Ilustração: Afonso Cruz
1004- «ÚLTIMO NATAL DESCRENTE»
Os crentes e confessos de verdade são quase sempre
pessoas sumamente perigosas. Acreditam em tudo e mais alguma coisa: nas
estações do ano, no novo acordo ortográfico, na Europa unida e até no ministro
Paulo Portas. Foram elas, sem margem para dúvidas, que mandaram colocar em
todos os mupis de Lisboa um anúncio a uma revista mais ou menos pornográfica
(de cujo nome não quero recordar-me) com uma frase irónica, escrita em letra
maiúscula: «Eu acredito no Pai Natal». Tanto quanto me recordo,
trata-se de um senhor de provecta idade, muito barbado de branco, um tanto
barrigudo e com um saco cheio de cães e gatos a pender do ombro. Alegre,
bonacheirão, um pouco apalermado -porque só pode ser de um palerma aturar tanta
criançada, tanta neve, tanto trenó vindo da Lapónia e manter, ainda assim, toda
aquela bonomia de santo presenteiro.
Não sei quem a disse, mas nunca mais esqueci uma frase justa
e lapidar, que vai bem com esta moral de Dezembro e com o meu espírito
natalício: "Os ricos têm todas as razões para acreditar em Deus. Os pobres
limitam-se a crer no papa". Certamente um filósofo. Alemão ou holandês:
têm sempre nomes muito difíceis de fixar.
Tudo em nós sobe da infância para a idade, numa ascensão do
sonho para o desencanto da verdade e da vida. Lembro-me da primeira prenda de
Natal que me deram: um pacotinho de alfarrobas vindas de fora (não existiam nos
Açores). Umas vagens quase doces, de uma cor quaresmal imprópria para a época.
Não gostei dessa partida do Menino Jesus, e nunca mais voltei a pôr o sapato na
chaminé.
Deixei de crer, cortei relações com ele. Mas isso não obstou
a que, muitos e muitos anos mais tarde, eu lhe tivesse dedicado um breve conto
autobiográfio, Ouro, Incenso e Mirra, escrito a pedido.
Foi lido na televisão e comoveu os olhos da minha mulher até
às lágrimas. Um texto pungente de poesia e dos seus contrários; desprovido da
fé e dos dogmas da catequese, mas tocado pela espiritualidade do maravilhoso
cristão, tal qual o concebemos no Ocidente.

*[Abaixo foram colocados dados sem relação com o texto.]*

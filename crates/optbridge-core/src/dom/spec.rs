// # Node Specs
//
// Serializable description of a DOM subtree, used to seed a MemoryDom from
// JSON fixtures and to describe nodes inserted by replay scenarios.
//
// ## File Format
//
// ```json
// {
//   "tag": "section",
//   "attrs": { "data-section": "main" },
//   "children": [
//     { "tag": "purchase-options", "shadow": [
//       { "tag": "div", "attrs": { "part": "option one-time selected" }, "children": [
//         { "tag": "span", "attrs": { "part": "price" }, "text": "$10.00" }
//       ]}
//     ]}
//   ]
// }
// ```
//
// A spec without `tag` is a text node holding `text`.

use serde::{Deserialize, Serialize};
use std::collections::BTreeMap;
use std::path::Path;

use crate::Error;

/// Serializable DOM subtree description
#[derive(Debug, Clone, Default, PartialEq, Eq, Serialize, Deserialize)]
pub struct NodeSpec {
    /// Element tag; `None` makes this a text node
    #[serde(default, skip_serializing_if = "Option::is_none")]
    pub tag: Option<String>,

    /// Text content (first child for elements)
    #[serde(default, skip_serializing_if = "Option::is_none")]
    pub text: Option<String>,

    /// Attributes, serialized in name order
    #[serde(default, skip_serializing_if = "BTreeMap::is_empty")]
    pub attrs: BTreeMap<String, String>,

    /// Light-DOM children
    #[serde(default, skip_serializing_if = "Vec::is_empty")]
    pub children: Vec<NodeSpec>,

    /// Children of an open shadow root attached to this element
    #[serde(default, skip_serializing_if = "Option::is_none")]
    pub shadow: Option<Vec<NodeSpec>>,
}

impl NodeSpec {
    /// Element with the given tag
    pub fn element(tag: impl Into<String>) -> Self {
        Self {
            tag: Some(tag.into()),
            ..Self::default()
        }
    }

    /// Text node
    pub fn text_node(text: impl Into<String>) -> Self {
        Self {
            text: Some(text.into()),
            ..Self::default()
        }
    }

    /// Add an attribute
    pub fn attr(mut self, name: impl Into<String>, value: impl Into<String>) -> Self {
        self.attrs.insert(name.into(), value.into());
        self
    }

    /// Set the text content
    pub fn with_text(mut self, text: impl Into<String>) -> Self {
        self.text = Some(text.into());
        self
    }

    /// Append a child
    pub fn child(mut self, child: NodeSpec) -> Self {
        self.children.push(child);
        self
    }

    /// Attach an open shadow root holding `children`
    pub fn shadow(mut self, children: Vec<NodeSpec>) -> Self {
        self.shadow = Some(children);
        self
    }

    /// Load a spec from a JSON file
    pub async fn load(path: impl AsRef<Path>) -> Result<Self, Error> {
        let path = path.as_ref();
        let raw = tokio::fs::read_to_string(path).await.map_err(|e| {
            Error::dom(format!("failed to read fixture {}: {}", path.display(), e))
        })?;
        Ok(serde_json::from_str(&raw)?)
    }
}
// # optbridge-core
//
// Core library for the purchase-option synchronization bridge.
//
// ## Architecture Overview
//
// A third-party purchase-option widget renders inside a shadow root and
// exposes no API. This library observes it passively and relays its
// selection and price state to host UI components as domain events:
// - **DomSensor**: Trait for reading the host document and observing mutations
// - **EventDispatcher**: Trait for delivering domain events to the host bus
// - **discovery**: Bounded search for the widget boundary
// - **watch**: Classification of boundary mutations
// - **extract**: Selection state extraction and price parsing
// - **synth**: Deduplicated event synthesis and variant resolution
// - **ObservationSession**: Per-host task tying the above together
// - **PurchaseOptionBridge**: Host registry spawning and tearing down sessions
//
// ## Design Principles
//
// 1. **Passive**: The widget is only read and observed, never invoked
// 2. **Event-Driven**: Sessions react to mutation streams, not polling
// 3. **Idempotent**: Re-extracting unchanged state never re-dispatches
// 4. **Local failures**: Nothing the widget does can surface as an error in host code
// 5. **Library-First**: The replay binary is a thin wrapper over this crate

pub mod config;
pub mod discovery;
pub mod dom;
pub mod engine;
pub mod error;
pub mod events;
pub mod extract;
pub mod session;
pub mod synth;
pub mod traits;
pub mod watch;

// Re-export core types for convenience
pub use config::{BridgeConfig, DiscoveryConfig, MarkerVocabulary, ReconnectPolicy};
pub use dom::{MemoryDom, NodeSpec};
pub use engine::{BridgeEvent, PurchaseOptionBridge, SessionOutcome};
pub use error::{Error, ExtractionError, Result};
pub use events::{ChangeType, DispatchEnvelope, DomainEvent, PlanKind};
pub use extract::{SelectionState, StateExtractor};
pub use session::ObservationSession;
pub use traits::{ChannelDispatcher, DomSensor, EventDispatcher, NodeId};
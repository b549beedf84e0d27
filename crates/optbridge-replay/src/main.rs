// # optbridge-replay - Scenario Replay
//
// Runs a recorded storefront scenario through the purchase-option bridge and
// prints every event the bridge dispatched, one JSON object per line.
//
// This binary is a THIN integration layer: all observation, extraction and
// event synthesis lives in optbridge-core. The binary only:
// 1. Reads configuration from environment variables
// 2. Initializes logging and the runtime
// 3. Loads the scenario and runs it against an in-memory document
// 4. Writes the collected output to stdout
//
// ## Configuration
//
// - `BRIDGE_SCENARIO`: Path to the scenario JSON file (required)
// - `BRIDGE_CONFIG`: Path to a bridge configuration JSON file (optional)
// - `BRIDGE_LOG_LEVEL`: trace, debug, info, warn, error (default: info)
// - `BRIDGE_DISCOVERY_MAX_ATTEMPTS`: Override the discovery attempt budget
// - `BRIDGE_DISCOVERY_INTERVAL_MS`: Override the discovery retry interval
// - `BRIDGE_MONITOR`: Also print monitoring events when set to 1 or true
//
// Logs go to stderr so stdout stays machine-readable.
//
// ## Example
//
// ```bash
// export BRIDGE_SCENARIO=crates/optbridge-replay/scenarios/subscription_switch.json
// export BRIDGE_DISCOVERY_INTERVAL_MS=50
//
// optbridge-replay | jq .envelope.name
// ```

mod scenario;

use anyhow::{Context, Result};
use optbridge_core::BridgeConfig;
use std::env;
use std::io::Write;
use std::process::ExitCode;
use tracing::{Level, error, info};
use tracing_subscriber::FmtSubscriber;

use scenario::{Scenario, run_scenario};

/// Exit codes for different termination scenarios
///
/// These codes follow systemd conventions:
/// - 0: Clean shutdown
/// - 1: Configuration or startup error
/// - 2: Runtime error (unexpected)
#[derive(Debug, Clone, Copy)]
enum ReplayExitCode {
    /// Scenario replayed completely
    CleanShutdown = 0,
    /// Configuration error or startup failure
    ConfigError = 1,
    /// Scenario failed while running
    RuntimeError = 2,
}

impl From<ReplayExitCode> for ExitCode {
    fn from(code: ReplayExitCode) -> Self {
        ExitCode::from(code as u8)
    }
}

/// Application configuration
struct Config {
    scenario_path: String,
    config_path: Option<String>,
    log_level: String,
    max_attempts: Option<u32>,
    retry_interval_ms: Option<u64>,
    monitor: bool,
}

impl Config {
    /// Load configuration from environment variables
    fn from_env() -> Result<Self> {
        Ok(Self {
            scenario_path: env::var("BRIDGE_SCENARIO").unwrap_or_default(),
            config_path: env::var("BRIDGE_CONFIG").ok().filter(|p| !p.is_empty()),
            log_level: env::var("BRIDGE_LOG_LEVEL").unwrap_or_else(|_| "info".to_string()),
            max_attempts: parse_var("BRIDGE_DISCOVERY_MAX_ATTEMPTS")?,
            retry_interval_ms: parse_var("BRIDGE_DISCOVERY_INTERVAL_MS")?,
            monitor: env::var("BRIDGE_MONITOR")
                .map(|v| matches!(v.to_lowercase().as_str(), "1" | "true" | "yes"))
                .unwrap_or(false),
        })
    }

    /// Validate the configuration
    fn validate(&self) -> Result<()> {
        if self.scenario_path.is_empty() {
            anyhow::bail!(
                "BRIDGE_SCENARIO is required. \
                Set it via: export BRIDGE_SCENARIO=path/to/scenario.json"
            );
        }

        if !std::path::Path::new(&self.scenario_path).is_file() {
            anyhow::bail!("BRIDGE_SCENARIO does not exist: {}", self.scenario_path);
        }

        if let Some(max_attempts) = self.max_attempts
            && (max_attempts == 0 || max_attempts > 1000)
        {
            anyhow::bail!(
                "BRIDGE_DISCOVERY_MAX_ATTEMPTS must be between 1 and 1000. Got: {}",
                max_attempts
            );
        }

        if let Some(interval) = self.retry_interval_ms
            && (!(1..=60_000).contains(&interval))
        {
            anyhow::bail!(
                "BRIDGE_DISCOVERY_INTERVAL_MS must be between 1 and 60000. Got: {}",
                interval
            );
        }

        match self.log_level.to_lowercase().as_str() {
            "trace" | "debug" | "info" | "warn" | "error" => {}
            _ => anyhow::bail!(
                "BRIDGE_LOG_LEVEL '{}' is not valid. \
                Valid levels: trace, debug, info, warn, error",
                self.log_level
            ),
        }

        Ok(())
    }

    /// Build the bridge configuration, applying environment overrides
    fn bridge_config(&self) -> Result<BridgeConfig> {
        let mut config = match &self.config_path {
            Some(path) => BridgeConfig::from_file(path)
                .with_context(|| format!("failed to load BRIDGE_CONFIG {}", path))?,
            None => BridgeConfig::default(),
        };

        if let Some(max_attempts) = self.max_attempts {
            config.discovery.max_attempts = max_attempts;
        }
        if let Some(interval) = self.retry_interval_ms {
            config.discovery.retry_interval_ms = interval;
        }

        config.validate()?;
        Ok(config)
    }

    fn level(&self) -> Level {
        match self.log_level.to_lowercase().as_str() {
            "trace" => Level::TRACE,
            "debug" => Level::DEBUG,
            "warn" => Level::WARN,
            "error" => Level::ERROR,
            _ => Level::INFO,
        }
    }
}

fn parse_var<T: std::str::FromStr>(name: &str) -> Result<Option<T>> {
    match env::var(name) {
        Ok(raw) if !raw.trim().is_empty() => raw
            .trim()
            .parse()
            .map(Some)
            .map_err(|_| anyhow::anyhow!("{} must be a positive integer. Got: {}", name, raw)),
        _ => Ok(None),
    }
}

fn main() -> ExitCode {
    let config = match Config::from_env().and_then(|c| c.validate().map(|_| c)) {
        Ok(config) => config,
        Err(e) => {
            eprintln!("Configuration error: {:#}", e);
            return ReplayExitCode::ConfigError.into();
        }
    };

    let subscriber = FmtSubscriber::builder()
        .with_max_level(config.level())
        .with_writer(std::io::stderr)
        .finish();
    if let Err(e) = tracing::subscriber::set_global_default(subscriber) {
        eprintln!("Failed to install log subscriber: {}", e);
        return ReplayExitCode::ConfigError.into();
    }

    let bridge_config = match config.bridge_config() {
        Ok(bridge_config) => bridge_config,
        Err(e) => {
            error!("Configuration error: {:#}", e);
            return ReplayExitCode::ConfigError.into();
        }
    };

    let runtime = match tokio::runtime::Builder::new_multi_thread()
        .enable_all()
        .build()
    {
        Ok(runtime) => runtime,
        Err(e) => {
            error!("Failed to start runtime: {}", e);
            return ReplayExitCode::ConfigError.into();
        }
    };

    match runtime.block_on(replay(&config, bridge_config)) {
        Ok(()) => {
            info!("Replay finished");
            ReplayExitCode::CleanShutdown.into()
        }
        Err(e) => {
            error!("Replay failed: {:#}", e);
            ReplayExitCode::RuntimeError.into()
        }
    }
}

async fn replay(config: &Config, bridge_config: BridgeConfig) -> Result<()> {
    let scenario = Scenario::load(&config.scenario_path).await?;
    info!(
        scenario = %config.scenario_path,
        steps = scenario.steps.len(),
        "Replaying scenario"
    );

    let lines = run_scenario(&scenario, bridge_config, config.monitor).await?;

    let stdout = std::io::stdout();
    let mut out = stdout.lock();
    for line in &lines {
        serde_json::to_writer(&mut out, line)?;
        writeln!(out)?;
    }
    out.flush()?;
    Ok(())
}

O problema é que, não sendo eu nem pobre nem rico, aquela
frase acerca de Deus e do papa não me assenta bem nem com inteira justeza
literária. E agora o tempo, o folgado e rijo e impiedoso tempo, corre contra
mim. Estou para ser avô de uma menina a quem, um dia, espero vir a contar
histórias de Natal que enformem em si o universo do mundo familiar. Esse é
desde já um sarilho ou um desafio para mim, e não pequeno, porque é suposto um
avô transmitir crenças e histórias com final feliz a uma netinha imanentemente
amada que virá em breve ao mundo para me salvar da dor e dos amargores do
cepticismo.
Este é, por conseguinte, o último Natal em que não creio (ou
não creio nele em sintonia com muitas outras pessoas). No ano que vem, sim,
conto estar de regresso e reconvertido ao presépio, à consoada e à obra de caridade
dos presentes (mesmo sem subsídio de Natal, graças ao Sr. Gaspar -não o rei
Mago, mas aquele lambido das Finanças). Dito o que, venho pedir licença de
passagem para o meu último soneto de ateu -à conta das tais alfarrobas, de Deus
e de todos os papas e doutores da Igreja.
Prometo desde já ter mais juízo e ser decente para o ano que
vem -não vá pensar-se que serei um avô degenerado ou que a minha futura netinha
não foi suficientemente desejada também pela fé da família!